TASK TO COMPLETE: The reply to the records below should contain exactly the lines from the line with "repository e6e29c37d1e62918" through the line with "files and directories.", and nothing besides.

(Dataset entries)
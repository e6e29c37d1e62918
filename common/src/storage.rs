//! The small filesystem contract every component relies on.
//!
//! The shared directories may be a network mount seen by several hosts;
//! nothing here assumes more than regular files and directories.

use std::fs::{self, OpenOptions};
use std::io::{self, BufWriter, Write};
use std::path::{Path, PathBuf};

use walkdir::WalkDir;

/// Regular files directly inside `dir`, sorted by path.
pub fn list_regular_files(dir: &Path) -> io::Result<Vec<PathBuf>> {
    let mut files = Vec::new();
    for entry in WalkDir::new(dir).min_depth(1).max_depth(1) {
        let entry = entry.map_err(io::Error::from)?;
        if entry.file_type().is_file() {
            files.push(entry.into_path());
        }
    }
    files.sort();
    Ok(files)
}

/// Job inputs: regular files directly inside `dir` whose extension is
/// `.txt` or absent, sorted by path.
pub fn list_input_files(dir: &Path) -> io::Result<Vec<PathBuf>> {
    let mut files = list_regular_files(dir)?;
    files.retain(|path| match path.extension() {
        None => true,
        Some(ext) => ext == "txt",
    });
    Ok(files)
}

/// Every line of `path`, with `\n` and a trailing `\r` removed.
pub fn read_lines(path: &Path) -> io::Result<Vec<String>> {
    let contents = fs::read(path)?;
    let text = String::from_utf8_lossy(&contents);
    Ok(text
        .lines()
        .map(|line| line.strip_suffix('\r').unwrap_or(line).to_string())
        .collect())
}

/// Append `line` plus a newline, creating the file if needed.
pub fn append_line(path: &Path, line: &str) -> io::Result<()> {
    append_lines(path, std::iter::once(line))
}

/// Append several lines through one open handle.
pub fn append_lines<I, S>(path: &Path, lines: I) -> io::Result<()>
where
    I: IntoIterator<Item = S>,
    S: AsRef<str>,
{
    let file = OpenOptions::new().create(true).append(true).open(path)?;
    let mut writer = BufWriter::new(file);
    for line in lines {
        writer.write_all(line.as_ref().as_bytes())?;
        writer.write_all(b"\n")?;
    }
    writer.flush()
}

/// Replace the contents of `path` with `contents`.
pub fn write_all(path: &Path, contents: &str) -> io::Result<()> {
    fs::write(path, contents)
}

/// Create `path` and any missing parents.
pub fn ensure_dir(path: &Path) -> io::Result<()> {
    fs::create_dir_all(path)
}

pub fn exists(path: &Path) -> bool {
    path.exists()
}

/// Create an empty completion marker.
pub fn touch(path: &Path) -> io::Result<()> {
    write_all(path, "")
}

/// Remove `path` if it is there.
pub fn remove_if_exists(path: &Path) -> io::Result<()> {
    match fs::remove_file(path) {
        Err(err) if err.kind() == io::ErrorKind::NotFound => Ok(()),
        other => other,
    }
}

==

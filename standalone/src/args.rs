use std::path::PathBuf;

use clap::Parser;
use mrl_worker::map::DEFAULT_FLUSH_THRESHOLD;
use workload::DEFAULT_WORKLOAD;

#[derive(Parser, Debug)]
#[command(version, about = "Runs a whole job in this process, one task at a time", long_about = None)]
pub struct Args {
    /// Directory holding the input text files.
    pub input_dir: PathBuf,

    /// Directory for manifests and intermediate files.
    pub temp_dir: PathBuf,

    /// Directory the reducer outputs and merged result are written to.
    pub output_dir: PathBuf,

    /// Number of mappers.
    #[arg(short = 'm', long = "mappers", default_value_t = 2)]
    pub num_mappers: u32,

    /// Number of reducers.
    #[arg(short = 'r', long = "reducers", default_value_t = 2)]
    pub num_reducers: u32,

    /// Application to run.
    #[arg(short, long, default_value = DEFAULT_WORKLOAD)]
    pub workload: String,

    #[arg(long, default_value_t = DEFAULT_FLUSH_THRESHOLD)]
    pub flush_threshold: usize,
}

WRITTEN ANSWER:
repository e6e29c37d1e62918
filename common/src/storage.rs
//! The small filesystem contract every component relies on.
//!
//! The shared directories may be a network mount seen by several hosts;
//! nothing here assumes more than regular files and directories.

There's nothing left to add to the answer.